Tempo di trovare la propria voce per svelare segreti e farsi posto nel mondo: "Un grido di luce", di Abi Daré



Un grido di luce
di Abi Daré
Editrice Nord, 3 settembre 2024

Traduzione di Elisa Banfi 

pp. 384 
€ 19 (cartaceo)
€ 9,99 (ebook)


Quando si legge La ladra di parole, sono almeno tre gli aspetti che colpiscono immediatamente: tanto per cominciare, la trasparente e innocente convinzione della giovanissima nigeriana Adunni che solo con un'istruzione adeguata ci si possa affrancare dal proprio destino, ovvero essere l'ennesima moglie di un uomo del villaggio. Poi, colpisce la dimensione del contesto sociale del villaggio di Ikati, a qualche ora di macchina da Lagos, ancora così fortemente legato alle tradizioni, in una società patriarcale povera, in cui le spose bambine sono la normalità, e non si contano le morti premature per il parto. Terza componente che da un lato schiaffeggia il lettore e dall'altro fa percepire tutto l'intento mimetico dell'opera è il linguaggio: nel romanzo originale, Abi Daré ricorre al broken English, una variante parlata da chi non è madrelingua e ha un bassissimo livello d'istruzione, per cui viene impiegato un lessico elementare e non risultano acquisite pienamente le strutture sintattiche, né talvolta quelle morfologiche. 

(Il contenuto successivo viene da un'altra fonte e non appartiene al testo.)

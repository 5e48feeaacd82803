#![allow(clippy::unwrap_used, clippy::expect_used, clippy::panic)]
//! Concurrency tests: shared components hammered from many tasks at once.
//!
//! These verify the locking discipline rather than throughput: invariants
//! must hold under contention and nothing may deadlock or panic.

use std::net::SocketAddr;
use std::sync::Arc;
use std::time::Duration;

use bytes::Bytes;
use tokio::sync::mpsc;
use tokio::task::JoinSet;

use gamewire::core::codec::{self, DEFAULT_MAX_FRAME_SIZE};
use gamewire::core::message::Message;
use gamewire::protocol::router::Router;
use gamewire::protocol::session::{SessionContext, SessionManager, SessionState};
use gamewire::transport::registry::ConnectionRegistry;
use gamewire::utils::metrics::Metrics;

fn addr() -> SocketAddr {
    "127.0.0.1:4000".parse().unwrap()
}

#[tokio::test(flavor = "multi_thread", worker_threads = 8)]
async fn concurrent_codec_roundtrips() {
    let mut tasks = JoinSet::new();

    for task in 0..8u32 {
        tasks.spawn(async move {
            for i in 0..500u32 {
                let id = task * 10_000 + i + 1;
                let payload = Bytes::from(format!("payload-{id}"));
                let msg = Message::request(2_000 + (i % 100), id, payload.clone());

                let bytes = codec::encode(&msg.header, &msg.payload);
                let decoded = codec::decode(&bytes, DEFAULT_MAX_FRAME_SIZE).unwrap();
                assert_eq!(decoded.header.message_id, id);
                assert_eq!(decoded.payload, payload);
            }
        });
    }

    while let Some(res) = tasks.join_next().await {
        res.expect("codec task panicked");
    }
}

#[tokio::test(flavor = "multi_thread", worker_threads = 8)]
async fn concurrent_logins_keep_single_player_binding() {
    let mgr = Arc::new(SessionManager::new(
        Duration::from_secs(60),
        Arc::new(Metrics::new()),
    ));

    // 32 simultaneous logins as the same player, racing each other's
    // takeovers. Whatever interleaving wins, exactly one session may hold the
    // player afterwards.
    let mut tasks = JoinSet::new();
    for conn in 1..=32u64 {
        let mgr = Arc::clone(&mgr);
        tasks.spawn(async move {
            let session = mgr.create_session(conn).unwrap();
            mgr.bind_player(&session.id, 7).unwrap();
        });
    }
    while let Some(res) = tasks.join_next().await {
        res.expect("login task panicked");
    }

    let bound = mgr.get_by_player(7).expect("player must stay bound");
    assert_eq!(bound.player_id, Some(7));
    assert_eq!(bound.state, SessionState::Authenticated);

    let holders = mgr
        .all_sessions()
        .into_iter()
        .filter(|s| s.player_id == Some(7))
        .count();
    assert_eq!(holders, 1, "player bound to more than one session");

    // Every loser was moved to Disconnecting; the sweep reaps them all.
    let report = mgr.sweep(Duration::from_secs(10));
    assert_eq!(report.removed.len(), 31);
    assert_eq!(mgr.len(), 1);
}

#[tokio::test(flavor = "multi_thread", worker_threads = 8)]
async fn concurrent_session_churn() {
    let mgr = Arc::new(SessionManager::new(
        Duration::from_secs(60),
        Arc::new(Metrics::new()),
    ));

    let mut tasks = JoinSet::new();
    for worker in 0..8u64 {
        let mgr = Arc::clone(&mgr);
        tasks.spawn(async move {
            for i in 0..200u64 {
                let conn = worker * 1_000 + i;
                let session = mgr.create_session(conn).unwrap();
                mgr.bind_player(&session.id, conn).unwrap();
                mgr.update_activity(&session.id).unwrap();
                assert!(mgr.remove(&session.id));
            }
        });
    }
    while let Some(res) = tasks.join_next().await {
        res.expect("churn task panicked");
    }

    assert!(mgr.is_empty());
    // Removal must have cleared every player index entry.
    for conn in 0..8_000u64 {
        assert!(mgr.get_by_player(conn).is_none());
    }
}

#[tokio::test(flavor = "multi_thread", worker_threads = 8)]
async fn concurrent_registry_broadcast_and_removal() {
    let reg = Arc::new(ConnectionRegistry::new(Arc::new(Metrics::new())));

    // Half the connections will be removed while broadcasts are in flight.
    let mut receivers = Vec::new();
    let mut victim_ids = Vec::new();
    for i in 0..64 {
        let (tx, rx) = mpsc::channel(1_024);
        let conn = reg.register(addr(), tx).unwrap();
        if i % 2 == 0 {
            victim_ids.push(conn.id());
        }
        receivers.push(rx);
    }

    let mut tasks = JoinSet::new();

    let broadcaster = Arc::clone(&reg);
    tasks.spawn(async move {
        for i in 1..=100u32 {
            broadcaster.broadcast(&Message::request(5_001, i, Bytes::new()));
            tokio::task::yield_now().await;
        }
    });

    let remover = Arc::clone(&reg);
    tasks.spawn(async move {
        for id in victim_ids {
            remover.remove(id);
            tokio::task::yield_now().await;
        }
    });

    while let Some(res) = tasks.join_next().await {
        res.expect("registry task panicked");
    }

    assert_eq!(reg.len(), 32);
    // Survivors received every broadcast; removed connections stop receiving
    // after their removal but the broadcast loop never failed.
    let last = reg.broadcast(&Message::request(5_001, 999, Bytes::new()));
    assert_eq!(last, 32);
}

#[tokio::test(flavor = "multi_thread", worker_threads = 8)]
async fn concurrent_handler_registration_and_dispatch() {
    let router = Arc::new(Router::new(Arc::new(Metrics::new())));

    let ctx = SessionContext {
        session_id: "s-conc".into(),
        connection_id: 1,
        player_id: Some(3),
        state: SessionState::Active,
    };

    // Register a distinct handler per type from many tasks...
    let mut tasks = JoinSet::new();
    for t in 0..64u32 {
        let router = Arc::clone(&router);
        tasks.spawn(async move {
            let message_type = 6_000 + t;
            router
                .register(message_type, move |_: &SessionContext, msg: &Message| {
                    Ok(Some(msg.reply(Bytes::from(message_type.to_be_bytes().to_vec()))))
                })
                .unwrap();
        });
    }
    while let Some(res) = tasks.join_next().await {
        res.expect("registration task panicked");
    }

    // ...then dispatch against all of them concurrently.
    let mut tasks = JoinSet::new();
    for t in 0..64u32 {
        let router = Arc::clone(&router);
        let ctx = ctx.clone();
        tasks.spawn(async move {
            let message_type = 6_000 + t;
            let msg = Message::request(message_type, t + 1, Bytes::new());
            let resp = router.route(&ctx, &msg).unwrap().unwrap();
            assert_eq!(resp.payload, Bytes::from(message_type.to_be_bytes().to_vec()));
        });
    }
    while let Some(res) = tasks.join_next().await {
        res.expect("dispatch task panicked");
    }
}
//! # Transport Layer
//!
//! Connection tracking and the TCP server loop.
//!
//! ## Components
//! - **Registry**: live-connection map with broadcast, groups, and inactive
//!   cleanup
//! - **TCP**: framed accept loop with per-connection reader and writer tasks
//!   and graceful shutdown

pub mod registry;
pub mod tcp;

pub use registry::{Connection, ConnectionId, ConnectionRegistry, ConnectionStatus};
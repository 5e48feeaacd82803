//! Timestamp helpers for header stamping and timeout checks.

use std::time::{Duration, SystemTime, UNIX_EPOCH};

/// Current unix time in milliseconds.
///
/// Saturates to 0 if the system clock is before the epoch; callers treat a
/// non-positive timestamp as invalid anyway.
pub fn unix_ms() -> i64 {
    SystemTime::now()
        .duration_since(UNIX_EPOCH)
        .map(|d| d.as_millis() as i64)
        .unwrap_or(0)
}

/// Whether `then_ms` is older than `timeout` relative to `now_ms`.
pub fn is_stale(now_ms: i64, then_ms: i64, timeout: Duration) -> bool {
    now_ms.saturating_sub(then_ms) > timeout.as_millis() as i64
}

#[cfg(test)]
mod tests {
    use super::*;

    #[test]
    fn unix_ms_is_positive() {
        assert!(unix_ms() > 0);
    }

    #[test]
    fn staleness_boundary() {
        let timeout = Duration::from_secs(30);
        assert!(!is_stale(60_000, 31_000, timeout)); // 29s old: fresh
        assert!(!is_stale(60_000, 30_000, timeout)); // exactly 30s: not yet stale
        assert!(is_stale(60_000, 29_999, timeout)); // past 30s: stale
    }
}
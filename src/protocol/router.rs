//! # Message Router
//!
//! Maps numeric message types to registered business handlers and dispatches
//! decoded messages.
//!
//! ## Dispatch Contract
//! - Headers are validated before dispatch; violations are message-level
//!   errors (connection stays open, client gets a correlated error response).
//! - An unregistered message type is never silently dropped: the router
//!   synthesizes an `UNHANDLED_MESSAGE` error response correlated by message
//!   id, and routing succeeds.
//! - A handler error is logged with full context (session id, player id,
//!   message type and id) and propagated to the caller; it does not by itself
//!   close the connection.
//!
//! ## Registration Policy
//! `register` is strict: a second registration for the same type fails with
//! `HandlerExists`. The upstream behavior of silently letting the last
//! registration win is preserved behind `register_or_replace` for callers
//! that depend on it.

use std::collections::HashMap;
use std::sync::{Arc, RwLock};

use tracing::{error, warn};

use crate::core::message::{error_code, Message};
use crate::error::{ProtocolError, Result};
use crate::protocol::session::SessionContext;
use crate::utils::metrics::Metrics;

/// Business logic plug-in point, one per message type.
///
/// Handlers may return a response message to be written back on the session's
/// connection, or `None` for fire-and-forget messages.
pub trait Handler: Send + Sync {
    fn handle(&self, ctx: &SessionContext, msg: &Message) -> Result<Option<Message>>;
}

impl<F> Handler for F
where
    F: Fn(&SessionContext, &Message) -> Result<Option<Message>> + Send + Sync,
{
    fn handle(&self, ctx: &SessionContext, msg: &Message) -> Result<Option<Message>> {
        self(ctx, msg)
    }
}

/// Message-type dispatch table.
///
/// Handlers are stored behind `Arc` so dispatch can clone the handler and
/// release the table lock before invoking it: no lock is ever held across a
/// handler call, and a handler may itself (re)register handlers.
pub struct Router {
    handlers: RwLock<HashMap<u32, Arc<dyn Handler>>>,
    metrics: Arc<Metrics>,
}

impl Router {
    pub fn new(metrics: Arc<Metrics>) -> Self {
        Self {
            handlers: RwLock::new(HashMap::new()),
            metrics,
        }
    }

    /// Register a handler for a message type.
    ///
    /// Fails with `HandlerExists` if the type already has a handler.
    pub fn register<H>(&self, message_type: u32, handler: H) -> Result<()>
    where
        H: Handler + 'static,
    {
        let mut handlers = self
            .handlers
            .write()
            .map_err(|_| ProtocolError::LockPoisoned("router handlers"))?;

        if handlers.contains_key(&message_type) {
            return Err(ProtocolError::HandlerExists(message_type));
        }
        handlers.insert(message_type, Arc::new(handler));
        Ok(())
    }

    /// Register a handler, replacing any existing one (last registration
    /// wins).
    pub fn register_or_replace<H>(&self, message_type: u32, handler: H) -> Result<()>
    where
        H: Handler + 'static,
    {
        let mut handlers = self
            .handlers
            .write()
            .map_err(|_| ProtocolError::LockPoisoned("router handlers"))?;

        if handlers.insert(message_type, Arc::new(handler)).is_some() {
            warn!(message_type, "Handler replaced for message type");
        }
        Ok(())
    }

    pub fn has_handler(&self, message_type: u32) -> bool {
        self.handlers
            .read()
            .map(|h| h.contains_key(&message_type))
            .unwrap_or(false)
    }

    /// Dispatch one decoded message for a session.
    ///
    /// Returns the response to write back, if any. Unknown message types
    /// yield `Ok(Some(error response))`: delivery of the correlated error is
    /// part of normal routing, not a failure. Header-validation failures
    /// return `Err(InvalidMessage)` and handler failures propagate after
    /// being logged; neither is connection-fatal.
    pub fn route(&self, ctx: &SessionContext, msg: &Message) -> Result<Option<Message>> {
        if let Err(e) = msg.header.validate() {
            self.metrics.protocol_error();
            return Err(e);
        }

        // Clone the handler out and release the lock before invoking: a
        // handler may register handlers of its own, and a slow handler must
        // not block registration or dispatch for other connections.
        let handler = {
            let handlers = self
                .handlers
                .read()
                .map_err(|_| ProtocolError::LockPoisoned("router handlers"))?;
            handlers.get(&msg.header.message_type).cloned()
        };

        let Some(handler) = handler else {
            self.metrics.unhandled_message();
            warn!(
                session_id = %ctx.session_id,
                message_type = msg.header.message_type,
                message_id = msg.header.message_id,
                "No handler registered, returning UNHANDLED_MESSAGE"
            );
            let reply = msg.error_reply(
                error_code::UNHANDLED_MESSAGE,
                format!("no handler for message type {}", msg.header.message_type),
            )?;
            return Ok(Some(reply));
        };

        match handler.handle(ctx, msg) {
            Ok(response) => Ok(response),
            Err(e) => {
                self.metrics.handler_error();
                error!(
                    session_id = %ctx.session_id,
                    player_id = ctx.player_id.unwrap_or(0),
                    message_type = msg.header.message_type,
                    message_id = msg.header.message_id,
                    error = %e,
                    "Handler failed"
                );
                Err(e)
            }
        }
    }
}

Queste tre componenti, che hanno certamente reso l'opera impossibile da dimenticare, tornano con ancora maggiore forza nel seguito, Un grido di luce, appena uscito in libreria per Nord, con la traduzione di Elisa Banfi, che ancora una volta ha accettato la sfida di rendere in un italiano apparentemente sgrammaticato lo specchio di quel broken English che appartiene ad Adunni e ad altri personaggi che conoscono a stento l'inglese. 

Si riparte da dove si era concluso La ladra di parole: nelle prime pagine infatti Adunni sta per realizzare il suo sogno di andare a scuola, grazie all'aiuto di Tia, la giovane donna che l'ha salvata dal suo destino di cameriera maltrattata a Lagos. La gioia di Adunni è pari alla gratitudine che dimostra nei confronti di Tia, che la ospita a casa sua, nonostante qualche perplessità da parte del marito Ken, che non capisce fino in fondo perché sua moglie si sia tanto affezionata a quella ragazzina. Mentre Adunni sta già accarezzando la sua divisa scolastica e conta le ore che la separano dall'arrivo a scuola, una delegazione di uomini di Ikati torna a prenderla: oltre ad aver abbandonato il tetto coniugale, la ragazza dovrà rispondere della morte di una giovane donna (non svelo il suo nome per chi non avesse ancora letto il primo romanzo). 

Benché Tia voglia far fuggire la sua giovane ospite, Adunni rifiuta: preferisce affrontare quella sorta di processo che la attende al villaggio, perché solo così potrà liberarsi da una colpa che non ha e camminare a testa alta. 

Se Adunni intende tornare per fare chiarezza e svelare segreti che lei non vuole avere, Tia, al contrario, segue la ragazza per proteggerla, ma anche per scappare almeno temporaneamente da sua madre. Quest'ultima, infatti, le ha tenuto nascosto per oltre vent'anni un segreto che ha condizionato fortemente la vita di Tia, e dunque, anche se l'anziana madre è ora in un letto d'ospedale, la figlia fatica a perdonarla e anche solo a rivederla. 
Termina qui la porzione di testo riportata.